Exam-style question
Try this first
How does the relevant political context shape constitutional role Supreme Court — the nature of judicial power and the constitutional role of the Supreme Court? Use the relevant political concepts and evidence from The judicial branch of government.
- A.a named ruling, appointment process, constitutional provision or institutional conflict linked to the comparison and its consequence for judicial power and independence.
- B.A definition of judicial power and independence with no UK-US application.
- C.A fact from another Politics component with no comparative link.
- D.A vague assertion that both countries work in the same way.
Model answer
What a good answer should say
- The correct answer is a named ruling, appointment process, constitutional provision or institutional conflict linked to the comparison and its consequence for judicial power and independence.
Explanation
Why this works
a named ruling, appointment process, constitutional provision or institutional conflict linked to the comparison and its consequence for judicial power and independence. This is correct because political evidence must connect a named ruling, appointment process, constitutional provision or institutional conflict to the stated UK-US claim.
Apply judicial review, parliamentary sovereignty, constitutional supremacy, appointments, tenure, precedent and rights adjudication precisely. the UK Supreme Court interprets law within parliamentary sovereignty, whereas the US Supreme Court can invalidate legislation that conflicts with the codified Constitution.

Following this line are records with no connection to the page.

#![warn(clippy::all)]

#[macro_use]
extern crate log;

use clap::{crate_version, Parser};
use std::error::Error as StdError;
use std::fs::File;
use std::path::Path;
use std::process;
use tracing::Level;
use tracing_subscriber::EnvFilter;

use libsll_tools::{Config, Error, OPT_INPUT, OPT_OUTPUT};
use sll_convert::build_converter;

/// Convert a Linux cooked capture (SLL) pcap file to Ethernet framing
#[derive(Parser, Debug)]
#[command(author, version, about, long_about = None)]
struct Args {
    /// Input file (default: standard input)
    #[arg(short, long)]
    input: Option<String>,

    /// Output file (default: standard output)
    #[arg(short, long)]
    output: Option<String>,

    /// Configuration file
    #[arg(short, long, value_name = "CONFIG")]
    config: Option<String>,

    /// Be verbose
    #[arg(short, long)]
    verbose: bool,
}

fn load_config(config: &mut Config, filename: &str) -> Result<(), Error> {
    debug!("Loading configuration {}", filename);
    let path = Path::new(&filename);
    let file = File::open(path).map_err(|e| {
        Error::Configuration(format!("Could not open config file '{}': {}", filename, e))
    })?;
    config.load_config(file)
}

/// Error message, followed by its sources
fn error_chain(e: &dyn StdError) -> String {
    let mut msg = e.to_string();
    let mut source = e.source();
    while let Some(s) = source {
        msg.push_str(": ");
        msg.push_str(&s.to_string());
        source = s.source();
    }
    msg
}

fn main() {
    let args = Args::parse();

    // stdout may carry the capture, logs go to stderr
    let level = if args.verbose { Level::DEBUG } else { Level::WARN };
    let env_filter = EnvFilter::try_from_env("SLL_CONVERT_LOG")
        .unwrap_or_else(|_| EnvFilter::default().add_directive(level.into()));
    tracing_subscriber::fmt()
        .with_writer(std::io::stderr)
        .with_env_filter(env_filter)
        .with_ansi(false)
        .compact()
        .init();
    info!("sll-convert {}", crate_version!());

    let mut config = Config::default();
    if let Some(filename) = args.config.as_ref() {
        if let Err(e) = load_config(&mut config, filename) {
            eprintln!("Unable to create converter: {}", error_chain(&e));
            process::exit(1);
        }
    }
    // command-line arguments override the configuration file
    if let Some(input) = args.input {
        config.set(OPT_INPUT, input);
    }
    if let Some(output) = args.output {
        config.set(OPT_OUTPUT, output);
    }

    let mut engine = match build_converter(&config) {
        Ok(engine) => engine,
        Err(e) => {
            eprintln!("Unable to create converter: {}", error_chain(&e));
            process::exit(1);
        }
    };
    let res = engine.run();
    // close both streams before reporting
    drop(engine);
    match res {
        Ok(stats) => {
            debug!(
                "{} records read, {} written ({} converted)",
                stats.num_records,
                stats.num_written(),
                stats.num_translated
            );
        }
        Err(e) => {
            eprintln!("Convert failed: {}", error_chain(&e));
            process::exit(1);
        }
    }
}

A structural viewpoint emphasises formal rules; however, a rational or cultural viewpoint may explain how actors use those rules. Overall, judge the evidence from a named ruling, appointment process, constitutional provision or institutional conflict and explain whether constitutional foundations alter judicial power, appointments and political impact for "Analyse and evaluate the nature of judicial power and the constitutional role of the Supreme Court.".
Common mistake
No common mistake is linked to this question yet.